Purpose The entropy and thermal behavior analyses of non-Newtonian nanofluid double-diffusive natural convection inside complex domains may captivate a bunch of scholars’ attention because of the potential utilizations that they possess in modern industries, for example, heat exchangers, solar energy collectors and cooling of electronic apparatuses. This study aims to investigate the second law and thermal behavior of non-Newtonian double-diffusive natural convection (DDNC) of Al2O3-H2O nanofluid within a C-shaped cavity emplacing two hot baffles and impacted by a magnetic field.
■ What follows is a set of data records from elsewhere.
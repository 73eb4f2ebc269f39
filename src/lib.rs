//! A library for converting between Android Binary XML (ABX) and
//! human-readable XML.
//!
//! ABX is the length-prefixed, big-endian, token-tagged binary encoding used
//! by Android system services for configuration and state files. This crate
//! supports both directions: parsing XML and emitting ABX with automatic
//! per-attribute type inference, and parsing ABX and emitting textual XML
//! compatible with Android's reader.
//!
//! # Examples
//!
//! ```no_run
//! use apiary::{AbxToXmlConverter, XmlToAbxConverter, Options};
//!
//! // ABX file to XML file
//! AbxToXmlConverter::convert_file("input.abx", "output.xml").unwrap();
//!
//! // XML string to ABX bytes, collapsing insignificant whitespace
//! let abx = XmlToAbxConverter::convert_str_with_options(
//!     r#"<manifest package="com.example.app" versionCode="1"/>"#,
//!     Options::new().collapse_whitespace(true),
//! ).unwrap();
//! assert_eq!(&abx[0..4], b"ABX\0");
//! ```
//!
//! For fine-grained control over the wire output, drive a
//! [`BinaryXmlSerializer`] directly:
//!
//! ```no_run
//! use apiary::BinaryXmlSerializer;
//!
//! let mut buf = Vec::new();
//! let mut ser = BinaryXmlSerializer::new(&mut buf).unwrap();
//! ser.start_document().unwrap();
//! ser.start_tag("manifest").unwrap();
//! ser.attribute("package", "com.example.app").unwrap();
//! ser.attribute_int("versionCode", 1).unwrap();
//! ser.end_tag("manifest").unwrap();
//! ser.end_document().unwrap();
//! ```

use std::io;
use thiserror::Error;

mod attr;
mod binary_xml;
pub mod cli;
mod converter;
mod deserializer;
mod driver;
mod infer;
pub mod pretty;
mod serializer;
pub mod util;

pub use attr::AttrValue;
pub use binary_xml::{encode_xml_entities, FastDataInput, FastDataOutput};
pub use converter::{AbxToXmlConverter, XmlToAbxConverter};
pub use deserializer::BinaryXmlDeserializer;
pub use infer::infer_attribute;
pub use serializer::BinaryXmlSerializer;

/// Error types for ABX parsing and conversion
#[derive(Error, Debug)]
pub enum AbxError {
    #[error("IO error: {0}")]
    Io(#[from] io::Error),
    #[error(
        "Invalid ABX file format - magic header mismatch. Expected: {expected:02X?}, got: {actual:02X?}"
    )]
    InvalidMagicHeader { expected: [u8; 4], actual: [u8; 4] },
    #[error("Unexpected end of stream while reading {0}")]
    UnexpectedEof(&'static str),
    #[error("Invalid interned string index: {0}")]
    InvalidInternedStringIndex(u16),
    #[error("Unknown command token: {0}")]
    UnknownCommand(u8),
    #[error("Unknown attribute type: {0}")]
    UnknownAttributeType(u8),
    #[error("String too long: {0} bytes (max: {1})")]
    StringTooLong(usize, usize),
    #[error("String pool is full ({0} entries)")]
    PoolOverflow(usize),
    #[error("Mismatched tags: expected '{expected}', got '{found}'")]
    TagMismatch { expected: String, found: String },
    #[error("Unbalanced document: {0}")]
    UnbalancedEnd(String),
    #[error("XML parsing failed: {0}")]
    XmlParsing(String),
    #[error("UTF-8 conversion error: {0}")]
    Utf8(#[from] std::str::Utf8Error),
    #[error("Invalid hex string")]
    InvalidHex,
    #[error("Invalid base64 string")]
    InvalidBase64,
    #[error("Parse error: {0}")]
    ParseError(String),
}

impl From<quick_xml::Error> for AbxError {
    fn from(err: quick_xml::Error) -> Self {
        AbxError::XmlParsing(err.to_string())
    }
}

impl From<quick_xml::events::attributes::AttrError> for AbxError {
    fn from(err: quick_xml::events::attributes::AttrError) -> Self {
        AbxError::XmlParsing(err.to_string())
    }
}

/// Result type alias for this crate
pub type Result<T> = std::result::Result<T, AbxError>;

// Protocol constants - exposed for advanced users
pub const PROTOCOL_MAGIC_VERSION_0: [u8; 4] = [0x41, 0x42, 0x58, 0x00];

// Command tokens (lower 4 bits)
pub const START_DOCUMENT: u8 = 0;
pub const END_DOCUMENT: u8 = 1;
pub const START_TAG: u8 = 2;
pub const END_TAG: u8 = 3;
pub const TEXT: u8 = 4;
pub const CDSECT: u8 = 5;
pub const ENTITY_REF: u8 = 6;
pub const IGNORABLE_WHITESPACE: u8 = 7;
pub const PROCESSING_INSTRUCTION: u8 = 8;
pub const COMMENT: u8 = 9;
pub const DOCDECL: u8 = 10;
pub const ATTRIBUTE: u8 = 15;

// Type tokens (upper 4 bits)
pub const TYPE_NULL: u8 = 1 << 4;
pub const TYPE_STRING: u8 = 2 << 4;
pub const TYPE_STRING_INTERNED: u8 = 3 << 4;
pub const TYPE_BYTES_HEX: u8 = 4 << 4;
pub const TYPE_BYTES_BASE64: u8 = 5 << 4;
pub const TYPE_INT: u8 = 6 << 4;
pub const TYPE_INT_HEX: u8 = 7 << 4;
pub const TYPE_LONG: u8 = 8 << 4;
pub const TYPE_LONG_HEX: u8 = 9 << 4;
pub const TYPE_FLOAT: u8 = 10 << 4;
pub const TYPE_DOUBLE: u8 = 11 << 4;
pub const TYPE_BOOLEAN_TRUE: u8 = 12 << 4;
pub const TYPE_BOOLEAN_FALSE: u8 = 13 << 4;

/// Maximum byte length of a length-prefixed UTF-8 string or byte array
pub const MAX_UNSIGNED_SHORT: usize = 65535;

/// Interned reference value introducing a new raw string
pub const INTERNED_STRING_NEW_MARKER: u16 = 0xFFFF;

/// Warning callback: receives a category and a message.
pub type WarningHandler = Box<dyn FnMut(&str, &str)>;

/// Options for XML to ABX conversion.
///
/// # Examples
///
/// ```
/// use apiary::Options;
///
/// let opts = Options::new().collapse_whitespace(true);
/// ```
#[derive(Default)]
pub struct Options {
    /// Drop whitespace-only text nodes instead of encoding them as
    /// IGNORABLE_WHITESPACE records.
    pub collapse_whitespace: bool,
    warning_handler: Option<WarningHandler>,
}

impl std::fmt::Debug for Options {
    fn fmt(&self, f: &mut std::fmt::Formatter<'_>) -> std::fmt::Result {
        f.debug_struct("Options")
            .field("collapse_whitespace", &self.collapse_whitespace)
            .field("warning_handler", &self.warning_handler.is_some())
            .finish()
    }
}

impl Options {
    pub fn new() -> Self {
        Self::default()
    }

    pub fn collapse_whitespace(mut self, value: bool) -> Self {
        self.collapse_whitespace = value;
        self
    }

    /// Install a warning callback. Without one, warnings go to stderr.
    pub fn on_warning<F>(mut self, handler: F) -> Self
    where
        F: FnMut(&str, &str) + 'static,
    {
        self.warning_handler = Some(Box::new(handler));
        self
    }

    pub(crate) fn warn(&mut self, category: &str, message: &str) {
        match self.warning_handler.as_mut() {
            Some(handler) => handler(category, message),
            None => {
                eprintln!("WARNING: {} is not supported and might be lost.", category);
                eprintln!("  {}", message);
            }
        }
    }
}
Design/methodology/approach For the governing equations of the complicated and practical system with all considered parameters to be solved via a formidable numerical approach, the finite element method acts as an approach to achieving the desired solution. This method allows us to gain a detailed solution to the studied geometry. Findings This investigation has been executed for the considered parameters of range, such as power-law index, baffle length, Lewis number, buoyancy ratio, Hartmann number and Rayleigh number. The main results reveal that isothermal and concentration lines are significantly more distorted, indicating intensified concentration and temperature distributions because of the growth of baffle length (L). Nuave decreases by 8.4% and 0.8% while it enhances by 49.86% and 33.87%, respectively, because of growth in the L from 0.1 to 0.2 and 0.2 to 0.3. Originality/value Such a comprehensive study on the second law and thermal behavior of DDNC of Al2O3-H2O nanofluid within a C-shaped cavity emplacing two hot baffles and impacted by magnetic field has not yet been carried out.